Despite this, most students never really study from the slides. They glance at them in lecture, sometimes print them, occasionally rewatch the recording, and then revert to whatever generic study material they prefer. The slides sit in a folder, unstudied, until panic sets in 24 hours before the exam.

This post is about fixing that. The goal is to turn a slide deck into a flashcard deck in about 30 seconds, then actually drill it. The conversion is the easy part — the drilling is where the retention happens — and we'll cover both.

We make Tutoremy, which is one of the tools that does this conversion. We'll mention it where it fits, but most of the post is workflow-first. The technique works with any AI study tool that accepts slide uploads.

Why slides specifically deserve their own post

You might think slides → flashcards is the same workflow as PDFs → flashcards or YouTube → flashcards. It mostly is, but there are three things about slides that make them slightly different:

1. Slides are dense in the right way. Each slide is already a compressed unit of information — usually 3–7 bullet points around one idea. That structure maps almost perfectly onto a flashcard. One slide → 1–3 cards is a reasonable rule of thumb. 2. Slides are aligned with the test in a way other sources aren't. The textbook covers everything; the slides cover what your specific professor decided to test. Test alignment is the biggest factor in study efficiency. 3. Slides have predictable structure. Definitions, lists, formulas, examples, and concept frameworks repeat across slides in patterns AI tools can recognize and convert reliably.

The result: slides are the easiest source for an AI tool to extract clean flashcards from, and they're the highest-leverage source for the test.

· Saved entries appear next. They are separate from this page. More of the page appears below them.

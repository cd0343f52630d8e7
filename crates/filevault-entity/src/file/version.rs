//! File version entity.

use chrono::{DateTime, Utc};
use serde::{Deserialize, Serialize};
use sqlx::FromRow;

use filevault_core::types::{FileId, FileVersionId};

/// Locator prefix given to a version row before its blob is written.
pub const PENDING_LOCATION_PREFIX: &str = "pending:";

/// One stored content revision of a file.
#[derive(Debug, Clone, PartialEq, Eq, Serialize, Deserialize, FromRow)]
pub struct FileVersion {
    /// Unique version identifier.
    pub id: FileVersionId,
    /// The file this version belongs to.
    pub file_id: FileId,
    /// Sequential version number, starting at 1.
    pub version_number: i32,
    /// Hex SHA-256 digest of the content.
    pub content_digest: String,
    /// Blob store locator for the content.
    pub storage_location: String,
    /// Whether this is the version served by default.
    pub is_current: bool,
    /// When this version was created.
    pub created_at: DateTime<Utc>,
}

impl FileVersion {
    /// Placeholder locator for a version whose blob has not been written.
    pub fn pending_location(id: FileVersionId) -> String {
        format!("{PENDING_LOCATION_PREFIX}{id}")
    }

    /// Whether the blob for this version was never recorded.
    pub fn is_pending(&self) -> bool {
        self.storage_location.starts_with(PENDING_LOCATION_PREFIX)
    }
}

They should be the first thing you upload, every time.

The 4-step workflow

Step 1 — Get the slides into the right format

Slide decks come in several formats and not every tool handles every format. The common ones:

  • .pptx (PowerPoint) — most native and widely supported
  • .pdf — what most professors export. Universally accepted by every AI study tool.
  • Google Slides — usually fine if you use File → Download → PDF or PPTX first. Some tools accept the live link directly.
  • .key (Keynote) — less common, usually requires export to PDF or PPTX first
  • Photographed slides — if your professor never shares the deck and you've been photographing the projector all semester, you can still upload the photos to a tool that handles images

If your slides are split across multiple files (one per lecture), you can either upload them separately by lecture or merge them into a single PDF for one big study set. Most students do better with one upload per lecture — it keeps the resulting flashcards organized by topic and makes it easier to drill the specific lecture you're worst at.

Step 2 — Upload and generate the cards

Almost any modern AI study tool can accept slide files now. The ones that work well:

  • Tutoremy — upload .pptx or .pdf, get back flashcards plus a quiz organized by guide
  • RemNote — solid PDF/PPTX upload with notes-flashcard integration
  • NotebookLM — Google's tool, free, handles slide PDFs cleanly and now generates flashcards (added late 2025)
  • Brainscape, StudyFetch, Mindgrasp, Knowt, Limbiks — all accept slide uploads in some form

The output is usually in the same shape: 15–40 flashcards depending on the slide deck length, plus optionally a summary, study guide, or quiz. The cards typically pull definitions, key concepts, and bulleted facts directly from the slides.

Tutoremy specifically: upload .pptx or .pdf, get back flashcards + quiz + summary in one shot. Free tier, no trial timer, no credit card. Spaced repetition is automatic so the scheduling step from later in this post is handled for you.

Step 3 — Verify the cards (do not skip this)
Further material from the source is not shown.